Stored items

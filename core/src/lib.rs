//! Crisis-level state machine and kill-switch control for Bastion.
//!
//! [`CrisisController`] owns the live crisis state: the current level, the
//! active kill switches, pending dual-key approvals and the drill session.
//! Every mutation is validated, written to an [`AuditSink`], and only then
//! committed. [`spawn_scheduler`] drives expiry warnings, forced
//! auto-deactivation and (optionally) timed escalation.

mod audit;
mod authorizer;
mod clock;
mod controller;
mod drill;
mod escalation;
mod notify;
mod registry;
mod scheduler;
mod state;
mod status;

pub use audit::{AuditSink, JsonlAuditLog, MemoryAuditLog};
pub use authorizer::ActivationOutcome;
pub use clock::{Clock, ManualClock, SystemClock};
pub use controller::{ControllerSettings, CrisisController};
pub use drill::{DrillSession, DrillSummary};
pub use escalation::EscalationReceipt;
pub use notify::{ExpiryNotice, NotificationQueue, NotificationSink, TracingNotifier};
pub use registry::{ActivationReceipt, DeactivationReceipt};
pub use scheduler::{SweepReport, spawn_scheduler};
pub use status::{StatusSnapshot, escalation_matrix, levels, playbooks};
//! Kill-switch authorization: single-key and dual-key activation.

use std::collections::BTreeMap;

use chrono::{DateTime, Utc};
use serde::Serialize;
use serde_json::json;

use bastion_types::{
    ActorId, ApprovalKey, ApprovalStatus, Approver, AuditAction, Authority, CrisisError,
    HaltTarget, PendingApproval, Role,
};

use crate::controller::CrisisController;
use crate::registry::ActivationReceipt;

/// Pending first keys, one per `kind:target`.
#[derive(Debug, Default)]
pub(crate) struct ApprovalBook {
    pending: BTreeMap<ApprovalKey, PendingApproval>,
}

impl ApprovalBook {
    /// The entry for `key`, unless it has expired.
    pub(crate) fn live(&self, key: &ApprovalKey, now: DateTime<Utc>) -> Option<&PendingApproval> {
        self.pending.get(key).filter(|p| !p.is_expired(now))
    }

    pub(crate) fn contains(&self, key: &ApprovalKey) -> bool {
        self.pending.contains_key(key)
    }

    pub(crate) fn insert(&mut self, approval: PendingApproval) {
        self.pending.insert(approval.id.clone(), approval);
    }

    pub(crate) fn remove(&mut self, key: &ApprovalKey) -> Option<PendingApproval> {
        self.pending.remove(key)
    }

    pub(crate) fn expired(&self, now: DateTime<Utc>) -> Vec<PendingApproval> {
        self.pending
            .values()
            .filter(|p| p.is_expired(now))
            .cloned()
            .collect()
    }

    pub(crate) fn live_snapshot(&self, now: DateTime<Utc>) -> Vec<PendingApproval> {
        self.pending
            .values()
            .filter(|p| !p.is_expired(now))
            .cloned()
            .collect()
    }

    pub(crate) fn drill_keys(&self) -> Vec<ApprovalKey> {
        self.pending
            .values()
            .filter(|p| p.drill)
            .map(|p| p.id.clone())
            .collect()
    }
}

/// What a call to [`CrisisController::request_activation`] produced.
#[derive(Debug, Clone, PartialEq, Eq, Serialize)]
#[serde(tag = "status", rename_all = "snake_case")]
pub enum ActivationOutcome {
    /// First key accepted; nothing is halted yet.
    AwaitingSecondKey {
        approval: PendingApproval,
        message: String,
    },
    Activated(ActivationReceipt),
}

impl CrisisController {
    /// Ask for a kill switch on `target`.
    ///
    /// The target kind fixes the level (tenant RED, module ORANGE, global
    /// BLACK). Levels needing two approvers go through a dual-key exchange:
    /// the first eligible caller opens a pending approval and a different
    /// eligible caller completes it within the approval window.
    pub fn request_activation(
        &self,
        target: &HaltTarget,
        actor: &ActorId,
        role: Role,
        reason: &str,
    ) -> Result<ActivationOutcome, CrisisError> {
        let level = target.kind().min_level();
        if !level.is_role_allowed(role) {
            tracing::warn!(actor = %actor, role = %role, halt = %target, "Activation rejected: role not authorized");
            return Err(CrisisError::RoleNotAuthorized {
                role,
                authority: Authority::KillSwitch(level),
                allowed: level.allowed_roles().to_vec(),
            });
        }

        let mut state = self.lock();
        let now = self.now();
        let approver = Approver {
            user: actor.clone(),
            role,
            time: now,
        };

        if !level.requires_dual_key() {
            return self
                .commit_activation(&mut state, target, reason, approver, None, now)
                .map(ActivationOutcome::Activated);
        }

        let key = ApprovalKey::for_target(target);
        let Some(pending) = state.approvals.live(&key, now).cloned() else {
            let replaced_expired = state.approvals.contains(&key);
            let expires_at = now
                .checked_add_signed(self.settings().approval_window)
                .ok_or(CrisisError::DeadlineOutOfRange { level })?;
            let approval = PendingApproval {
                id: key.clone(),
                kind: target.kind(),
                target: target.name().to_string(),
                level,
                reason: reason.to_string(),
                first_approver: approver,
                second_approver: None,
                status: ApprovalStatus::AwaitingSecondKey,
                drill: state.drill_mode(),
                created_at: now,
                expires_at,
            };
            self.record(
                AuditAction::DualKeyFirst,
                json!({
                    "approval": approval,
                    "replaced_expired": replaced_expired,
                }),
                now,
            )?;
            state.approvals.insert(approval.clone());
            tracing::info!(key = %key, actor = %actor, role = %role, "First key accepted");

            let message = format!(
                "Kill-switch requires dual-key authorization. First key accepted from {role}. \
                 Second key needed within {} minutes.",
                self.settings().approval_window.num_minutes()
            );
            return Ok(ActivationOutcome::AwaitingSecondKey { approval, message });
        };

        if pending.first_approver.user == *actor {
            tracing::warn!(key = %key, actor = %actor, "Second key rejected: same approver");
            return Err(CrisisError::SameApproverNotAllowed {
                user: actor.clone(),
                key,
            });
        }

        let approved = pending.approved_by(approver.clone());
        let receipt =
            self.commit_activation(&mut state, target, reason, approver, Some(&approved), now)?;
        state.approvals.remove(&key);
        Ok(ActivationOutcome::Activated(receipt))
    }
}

What the exercise asks
Where in the entries above does the word "AuditSink" appear? Copy each line that has it.

Finished task
//! Every mutation is validated, written to an [`AuditSink`], and only then
pub use audit::{AuditSink, JsonlAuditLog, MemoryAuditLog};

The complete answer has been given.